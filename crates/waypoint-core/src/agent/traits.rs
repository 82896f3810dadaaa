use std::future::Future;
use std::pin::Pin;
use std::time::Duration;

use chrono::{DateTime, Utc};

use super::ids::JobId;
use crate::config::PhaseConfig;
use crate::membership::{MembershipSet, RawSnapshot, ServiceName};
use crate::Result;

/// Boxed future returned by the agent's collaborators.
pub type BoxFuture<'a, T> = Pin<Box<dyn Future<Output = T> + Send + 'a>>;

/// Process-shared membership cache with cross-agent locks.
///
/// Every operation must be atomic with respect to other agents sharing the
/// same backing.
pub trait MembershipStore: Send + Sync {
    /// Try to become the single fetcher for a service. Never blocks.
    fn try_acquire_fetch_lock<'a>(&'a self, service: &'a ServiceName) -> BoxFuture<'a, Result<bool>>;

    /// Try to become the single watcher for a service. Never blocks.
    fn try_acquire_watch_lock<'a>(&'a self, service: &'a ServiceName) -> BoxFuture<'a, Result<bool>>;

    /// Read the cached membership, if any fetch has stored one.
    fn get_membership<'a>(
        &'a self,
        service: &'a ServiceName,
    ) -> BoxFuture<'a, Result<Option<MembershipSet>>>;

    /// Replace the cached membership.
    fn set_membership<'a>(
        &'a self,
        service: &'a ServiceName,
        members: &'a MembershipSet,
    ) -> BoxFuture<'a, Result<()>>;

    /// When a watch iteration last started for a service.
    fn get_watch_heartbeat<'a>(
        &'a self,
        service: &'a ServiceName,
    ) -> BoxFuture<'a, Result<Option<DateTime<Utc>>>>;

    /// Record that a watch iteration is starting now.
    fn set_watch_heartbeat<'a>(&'a self, service: &'a ServiceName) -> BoxFuture<'a, Result<()>>;

    /// How long ago the last watch heartbeat was written, on the clock that wrote it.
    ///
    /// Stores shared across hosts override this so the age never mixes two clocks.
    fn watch_heartbeat_age<'a>(
        &'a self,
        service: &'a ServiceName,
    ) -> BoxFuture<'a, Result<Option<chrono::Duration>>> {
        Box::pin(async move {
            let heartbeat = self.get_watch_heartbeat(service).await?;
            Ok(heartbeat.map(|at| Utc::now().signed_duration_since(at)))
        })
    }
}

/// Cursor into the directory's change log.
#[derive(Debug, Clone, Copy, PartialEq, Eq, PartialOrd, Ord)]
pub struct WaitIndex(pub u64);

/// One request against the directory service.
#[derive(Debug, Clone, PartialEq, Eq)]
pub struct DirectoryRequest {
    /// Directory service host.
    pub host: String,
    /// Directory service port.
    pub port: u16,
    /// Path of the service directory.
    pub path: String,
    /// Query parameters in order.
    pub params: Vec<(String, String)>,
    /// How long to wait before failing with a timeout.
    pub timeout: Duration,
}

impl DirectoryRequest {
    /// Plain read of a service directory.
    pub fn fetch(config: &PhaseConfig, service: &ServiceName) -> Self {
        Self {
            host: config.host.clone(),
            port: config.port,
            path: config.directory_path(service.as_str()),
            params: Vec::new(),
            timeout: config.timeout(),
        }
    }

    /// Long-poll on a service directory, optionally resuming from a cursor.
    pub fn watch(config: &PhaseConfig, service: &ServiceName, wait_index: Option<WaitIndex>) -> Self {
        let mut params = vec![
            ("wait".to_string(), "true".to_string()),
            ("recursive".to_string(), "true".to_string()),
        ];
        if let Some(WaitIndex(index)) = wait_index.filter(|w| w.0 > 0) {
            params.push(("waitIndex".to_string(), index.to_string()));
        }

        Self {
            params,
            ..Self::fetch(config, service)
        }
    }

    /// Look up a query parameter.
    pub fn param(&self, name: &str) -> Option<&str> {
        self.params
            .iter()
            .find(|(key, _)| key == name)
            .map(|(_, value)| value.as_str())
    }
}

/// Client for the directory service.
pub trait DirectoryTransport: Send + Sync {
    /// Perform a request. `Ok(None)` means the service answered without a body.
    /// Fails with [`crate::WaypointError::TransportTimeout`] once `request.timeout` elapses.
    fn fetch(&self, request: DirectoryRequest) -> BoxFuture<'_, Result<Option<RawSnapshot>>>;
}

/// Consumer of membership changes, typically a connection pool.
pub trait ConnectionSink: Send + Sync {
    /// Full membership after a bootstrap.
    fn populate<'a>(
        &'a self,
        service: &'a ServiceName,
        members: &'a MembershipSet,
    ) -> BoxFuture<'a, Result<()>>;

    /// Endpoints that went away.
    fn remove_endpoints<'a>(
        &'a self,
        service: &'a ServiceName,
        offline: &'a MembershipSet,
    ) -> BoxFuture<'a, Result<()>>;

    /// Endpoints that appeared.
    fn add_endpoints<'a>(
        &'a self,
        service: &'a ServiceName,
        online: &'a MembershipSet,
    ) -> BoxFuture<'a, Result<()>>;
}

/// Runs workflows and delayed steps.
pub trait Scheduler: Send + Sync {
    /// Run a workflow to completion in the background. Errors are reported by the scheduler.
    fn run_workflow(&self, name: &str, workflow: BoxFuture<'static, Result<()>>);

    /// Run `step` after `delay`. A pending step with the same id is replaced.
    fn schedule_after(&self, delay: Duration, job_id: JobId, step: BoxFuture<'static, ()>);

    /// Drop a pending step. Returns whether one was pending.
    fn cancel(&self, job_id: &JobId) -> bool;
}

#[cfg(test)]
mod tests {
    use super::*;

    fn service() -> ServiceName {
        ServiceName::new("orders").unwrap()
    }

    #[test]
    fn test_fetch_request_has_no_params() {
        let config = PhaseConfig::default_get();
        let request = DirectoryRequest::fetch(&config, &service());

        assert_eq!(request.path, "/v2/keys/services/nova:default/orders");
        assert!(request.params.is_empty());
        assert_eq!(request.timeout, Duration::from_secs(3));
    }

    #[test]
    fn test_watch_request_params() {
        let config = PhaseConfig::default_watch();

        let request = DirectoryRequest::watch(&config, &service(), None);
        assert_eq!(request.param("wait"), Some("true"));
        assert_eq!(request.param("recursive"), Some("true"));
        assert_eq!(request.param("waitIndex"), None);

        let request = DirectoryRequest::watch(&config, &service(), Some(WaitIndex(42)));
        assert_eq!(request.param("waitIndex"), Some("42"));

        let request = DirectoryRequest::watch(&config, &service(), Some(WaitIndex(0)));
        assert_eq!(request.param("waitIndex"), None);
    }
}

|---|

• Your task:
Please show, exactly as written, every line above that contains the word "pending".

• Solution for this problem:
    /// Run `step` after `delay`. A pending step with the same id is replaced.
    /// Drop a pending step. Returns whether one was pending.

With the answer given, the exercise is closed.